After the Yankees won 103 games and a World Series in 2009, in Joe Giradi’s second year as the Yankees‘ manager, another Yankee dynasty seemed loom in the final years of the Core Four.

However, the next eight seasons were a roller coaster and 2009 would be the first and last championship Girardi, 55, the current Philadelphia Phillies’ manager, would win as Yankee manager.

But let’s set the record straight, despite winning only one championship, Girardi squeezed every ounce he could out of his Yankees teams.

In 2008, Joe Girardi’s first season as the Yankees’ manager, the Yankees failed to make the postseason for the first time since 1993, but the 2008 offseason brought starting pitchers C.C. Sabathia, A.J. Burnett, to the Bronx with first baseman Mark Teixeira for nearly a total of $420 million.

On paper, the 2010 Yankees might have been better than the 2009 team.

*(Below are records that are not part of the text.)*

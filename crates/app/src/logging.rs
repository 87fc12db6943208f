use tracing_appender::non_blocking::WorkerGuard;
use tracing_subscriber::EnvFilter;

/// 未设置 `RUST_LOG` 时的默认过滤级别
pub const DEFAULT_FILTER: &str = "info";

/// # Summary
/// 初始化全局日志：`RUST_LOG` 过滤 + 非阻塞 stdout 写入。
///
/// # Returns
/// 后台写线程的守卫，必须持有到进程退出，否则尾部日志会丢失。
pub fn init() -> WorkerGuard {
    let (writer, guard) = tracing_appender::non_blocking(std::io::stdout());
    let filter = EnvFilter::try_from_default_env().unwrap_or_else(|_| EnvFilter::new(DEFAULT_FILTER));

    tracing_subscriber::fmt()
        .with_env_filter(filter)
        .with_writer(writer)
        .with_target(false)
        .init();

    guard
}
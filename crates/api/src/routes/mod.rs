//! # 路由控制器
//!
//! - `system`: 欢迎页与健康检查
//! - `currency`: JSON 行情报告
//! - `dashboard`: HTML 看板

pub mod currency;
pub mod dashboard;
pub mod system;
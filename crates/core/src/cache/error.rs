use thiserror::Error;

/// # Summary
/// 缓存域错误枚举。
///
/// # Invariants
/// - 缓存故障对调用方而言可降级：读取失败等同于未命中。
#[derive(Error, Debug, Clone, PartialEq, Eq)]
pub enum CacheError {
    // 写入前的序列化失败
    #[error("Serialize error: {0}")]
    Serialize(String),
    // 读出后的反序列化失败（通常意味着条目结构已过时）
    #[error("Deserialize error: {0}")]
    Deserialize(String),
    // 底层存储引擎故障
    #[error("Storage error: {0}")]
    Storage(String),
}
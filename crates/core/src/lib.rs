//! # `coinlens-core` - 领域核心
//!
//! 日线时间序列的归一化与指标派生，以及各基础设施层需要实现的端口契约。
//! 核心逻辑为纯函数：不做 I/O，不持有共享可变状态。

pub mod common;
pub mod config;
pub mod report;

pub mod series {
    pub mod entity;
    pub mod error;
    pub mod normalizer;
}

pub mod metrics {
    pub mod calculator;
    pub mod entity;
}

pub mod market {
    pub mod error;
    #[cfg(any(test, feature = "test-utils"))]
    pub mod mock;
    pub mod port;
}

pub mod cache {
    pub mod error;
    pub mod port;
}
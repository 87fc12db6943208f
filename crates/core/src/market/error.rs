use thiserror::Error;

/// # Summary
/// 市场数据域错误枚举，处理网络、解析、提供方业务错误及限流。
///
/// # Invariants
/// - 必须通过 `thiserror` 派生 `Error` trait。
#[derive(Error, Debug, Clone, PartialEq, Eq)]
pub enum MarketError {
    // 网络层错误，包含底层 HTTP 客户端错误信息或非 2xx 状态码
    #[error("Network error: {0}")]
    Network(String),
    // 数据解析错误，如响应体不是合法 JSON
    #[error("Parse error: {0}")]
    Parse(String),
    // 提供方返回的业务错误 (如无效的代码组合)
    #[error("API error: {0}")]
    Api(String),
    // 提供方限流或额度提示
    #[error("API rate limit: {0}")]
    RateLimited(String),
    // 请求的数据未找到
    #[error("Data not found")]
    NotFound,
    // 未知或未分类的错误
    #[error("Unknown error: {0}")]
    Unknown(String),
}
use thiserror::Error;

/// # Summary
/// 时间序列域错误枚举，区分单条数据损坏、整体无数据与内部契约违例。
///
/// # Invariants
/// - 必须通过 `thiserror` 派生 `Error` trait。
/// - `InvalidEntry` 只在归一化内部产生并被就地消化，不会向调用方返回。
#[derive(Error, Debug, Clone, PartialEq, Eq)]
pub enum SeriesError {
    // 单条记录的日期或数值无法解析
    #[error("Invalid entry {date:?}: {reason}")]
    InvalidEntry { date: String, reason: String },
    // 过滤后没有任何有效记录
    #[error("No valid entries in series ({dropped} dropped)")]
    EmptySeries { dropped: usize },
    // 组件之间的契约被破坏，属于编程错误
    #[error("Precondition violated: {0}")]
    PreconditionViolation(String),
}
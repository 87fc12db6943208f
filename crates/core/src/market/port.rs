use crate::common::CurrencyPair;
use crate::market::error::MarketError;
use crate::series::entity::RawDailyPayload;
use async_trait::async_trait;

/// # Summary
/// 数字货币日线数据提供者接口（原始数据源）。
///
/// # Invariants
/// - 实现者负责传输层问题（超时、HTTP 状态码、JSON 格式、限流），
///   返回的载荷只可能存在数据层面的损坏。
/// - 返回的载荷未经任何归一化，字段保持提供方原样。
#[async_trait]
pub trait DigitalCurrencyProvider: Send + Sync {
    /// # Summary
    /// 获取指定交易对的日线原始载荷。
    ///
    /// # Logic
    /// 1. 构建数据源请求。
    /// 2. 执行网络请求并识别提供方的业务错误信息。
    /// 3. 解析为 `RawDailyPayload`。
    ///
    /// # Arguments
    /// * `pair`: 已规范化的交易对。
    ///
    /// # Returns
    /// 成功返回原始载荷，失败返回 `MarketError`。
    async fn fetch_daily(&self, pair: &CurrencyPair) -> Result<RawDailyPayload, MarketError>;

    /// # Summary
    /// 丢弃该交易对的任何本地缓存，使下一次调用直达上游。
    ///
    /// # Logic
    /// 1. 无缓存的实现无需任何操作。
    async fn invalidate(&self, _pair: &CurrencyPair) -> Result<(), MarketError> {
        Ok(())
    }

    /// 数据源名称，用于日志与健康检查
    fn name(&self) -> &str;
}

They traded for center fielder Curtis Granderson and they brought Javier Vazquez back to the Bronx after he finished fourth in NL Cy Young voting in 2009, however, the Vazquez move didn’t work out for the Yankees. The Yankees were the American League Wild Card with 95 wins. They swept the Twins in the ALDS for a second-straight year, only to fall in six games to Cliff Lee and 2010 MVP Josh Hamilton’s Rangers in the ALCS.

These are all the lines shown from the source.